What the exercise asks – Working through the lines below, return each one that holds "toggle".

□ □ □ □

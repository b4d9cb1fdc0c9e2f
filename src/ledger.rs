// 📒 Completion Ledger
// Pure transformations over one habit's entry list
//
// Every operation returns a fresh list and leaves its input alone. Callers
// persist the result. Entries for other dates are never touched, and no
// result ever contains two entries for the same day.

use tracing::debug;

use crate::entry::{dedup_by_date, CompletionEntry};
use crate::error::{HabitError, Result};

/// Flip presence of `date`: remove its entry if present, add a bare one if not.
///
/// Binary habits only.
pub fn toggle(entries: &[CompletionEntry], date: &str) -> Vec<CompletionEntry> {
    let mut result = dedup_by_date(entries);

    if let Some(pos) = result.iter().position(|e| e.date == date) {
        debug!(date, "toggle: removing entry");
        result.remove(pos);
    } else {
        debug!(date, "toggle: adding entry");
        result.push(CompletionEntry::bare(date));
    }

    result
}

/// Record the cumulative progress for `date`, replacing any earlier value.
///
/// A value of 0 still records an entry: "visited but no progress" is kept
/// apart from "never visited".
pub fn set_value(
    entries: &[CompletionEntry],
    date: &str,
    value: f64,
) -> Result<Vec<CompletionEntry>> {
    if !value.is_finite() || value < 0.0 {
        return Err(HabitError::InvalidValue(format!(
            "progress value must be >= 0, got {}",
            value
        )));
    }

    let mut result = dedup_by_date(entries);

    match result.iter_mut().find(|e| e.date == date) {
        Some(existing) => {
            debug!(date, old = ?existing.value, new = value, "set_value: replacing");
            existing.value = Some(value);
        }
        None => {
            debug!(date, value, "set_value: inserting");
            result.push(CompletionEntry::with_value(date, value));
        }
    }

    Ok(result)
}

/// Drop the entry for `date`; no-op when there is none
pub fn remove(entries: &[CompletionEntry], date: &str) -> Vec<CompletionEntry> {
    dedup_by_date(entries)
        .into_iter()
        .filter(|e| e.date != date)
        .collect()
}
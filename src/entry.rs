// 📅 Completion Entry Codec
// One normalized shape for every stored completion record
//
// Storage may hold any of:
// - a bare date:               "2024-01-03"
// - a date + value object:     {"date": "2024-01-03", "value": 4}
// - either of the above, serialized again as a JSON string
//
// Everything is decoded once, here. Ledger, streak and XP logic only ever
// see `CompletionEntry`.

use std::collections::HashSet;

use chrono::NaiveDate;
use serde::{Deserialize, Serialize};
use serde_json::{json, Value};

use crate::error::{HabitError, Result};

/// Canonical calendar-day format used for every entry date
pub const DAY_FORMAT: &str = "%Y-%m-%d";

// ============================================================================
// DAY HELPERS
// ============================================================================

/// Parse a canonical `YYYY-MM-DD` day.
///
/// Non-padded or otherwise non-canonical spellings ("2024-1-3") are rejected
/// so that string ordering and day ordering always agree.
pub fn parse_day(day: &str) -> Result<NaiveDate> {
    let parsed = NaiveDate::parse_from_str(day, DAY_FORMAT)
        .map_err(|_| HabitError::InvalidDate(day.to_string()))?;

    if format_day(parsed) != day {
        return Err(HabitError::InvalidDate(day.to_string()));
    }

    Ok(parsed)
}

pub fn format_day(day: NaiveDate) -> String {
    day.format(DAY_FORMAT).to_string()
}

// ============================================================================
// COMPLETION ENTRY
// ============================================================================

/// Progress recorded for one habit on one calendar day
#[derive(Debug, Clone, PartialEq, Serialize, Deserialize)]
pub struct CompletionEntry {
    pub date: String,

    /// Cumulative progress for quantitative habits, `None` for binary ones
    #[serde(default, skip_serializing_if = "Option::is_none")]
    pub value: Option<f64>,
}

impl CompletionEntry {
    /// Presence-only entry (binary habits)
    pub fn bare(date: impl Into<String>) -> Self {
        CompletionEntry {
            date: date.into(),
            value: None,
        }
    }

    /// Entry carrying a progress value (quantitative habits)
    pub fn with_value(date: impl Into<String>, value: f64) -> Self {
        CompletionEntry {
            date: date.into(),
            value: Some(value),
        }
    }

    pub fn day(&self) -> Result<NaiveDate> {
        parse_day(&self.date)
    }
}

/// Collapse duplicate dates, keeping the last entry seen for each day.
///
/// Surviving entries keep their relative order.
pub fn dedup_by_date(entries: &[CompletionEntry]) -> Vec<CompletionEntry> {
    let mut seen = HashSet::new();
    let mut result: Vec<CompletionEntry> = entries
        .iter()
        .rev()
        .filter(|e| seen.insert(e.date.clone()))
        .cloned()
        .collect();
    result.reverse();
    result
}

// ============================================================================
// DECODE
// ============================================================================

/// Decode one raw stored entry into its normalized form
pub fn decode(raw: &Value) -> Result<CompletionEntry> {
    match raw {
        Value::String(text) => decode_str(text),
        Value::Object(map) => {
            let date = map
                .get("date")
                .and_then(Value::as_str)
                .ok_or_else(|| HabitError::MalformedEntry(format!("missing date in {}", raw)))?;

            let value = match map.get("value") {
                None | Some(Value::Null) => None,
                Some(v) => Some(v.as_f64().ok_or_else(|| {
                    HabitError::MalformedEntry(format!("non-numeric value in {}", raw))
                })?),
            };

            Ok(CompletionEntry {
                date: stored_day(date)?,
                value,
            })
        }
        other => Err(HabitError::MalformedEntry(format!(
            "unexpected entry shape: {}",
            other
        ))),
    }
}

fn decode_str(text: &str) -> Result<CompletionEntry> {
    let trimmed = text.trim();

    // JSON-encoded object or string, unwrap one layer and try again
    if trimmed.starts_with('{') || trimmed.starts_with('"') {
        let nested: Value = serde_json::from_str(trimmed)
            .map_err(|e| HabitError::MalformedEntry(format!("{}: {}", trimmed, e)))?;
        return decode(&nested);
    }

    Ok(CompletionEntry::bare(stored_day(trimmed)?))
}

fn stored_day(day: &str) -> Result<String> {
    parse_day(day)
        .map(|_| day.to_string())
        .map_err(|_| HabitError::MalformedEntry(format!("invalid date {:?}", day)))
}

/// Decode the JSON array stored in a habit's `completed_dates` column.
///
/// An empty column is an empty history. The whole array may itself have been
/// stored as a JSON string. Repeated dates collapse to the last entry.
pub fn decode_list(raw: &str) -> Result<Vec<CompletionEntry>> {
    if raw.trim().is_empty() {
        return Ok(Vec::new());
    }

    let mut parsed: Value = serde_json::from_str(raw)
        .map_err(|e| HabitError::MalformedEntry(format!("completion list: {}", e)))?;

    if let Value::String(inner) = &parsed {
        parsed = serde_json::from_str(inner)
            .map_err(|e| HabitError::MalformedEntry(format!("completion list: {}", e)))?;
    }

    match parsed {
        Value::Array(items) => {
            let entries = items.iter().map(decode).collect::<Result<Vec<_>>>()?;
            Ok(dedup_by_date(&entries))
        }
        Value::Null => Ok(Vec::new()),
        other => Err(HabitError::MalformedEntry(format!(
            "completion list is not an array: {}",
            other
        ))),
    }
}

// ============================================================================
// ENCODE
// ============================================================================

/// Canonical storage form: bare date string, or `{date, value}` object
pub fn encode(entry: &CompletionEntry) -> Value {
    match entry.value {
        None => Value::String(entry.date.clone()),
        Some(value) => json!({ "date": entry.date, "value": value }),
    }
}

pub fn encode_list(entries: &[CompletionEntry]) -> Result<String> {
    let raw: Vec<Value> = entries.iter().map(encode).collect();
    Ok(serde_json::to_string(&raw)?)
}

□ □ □ □

Solved problem –
pub fn toggle(entries: &[CompletionEntry], date: &str) -> Vec<CompletionEntry> {
        debug!(date, "toggle: removing entry");
        debug!(date, "toggle: adding entry");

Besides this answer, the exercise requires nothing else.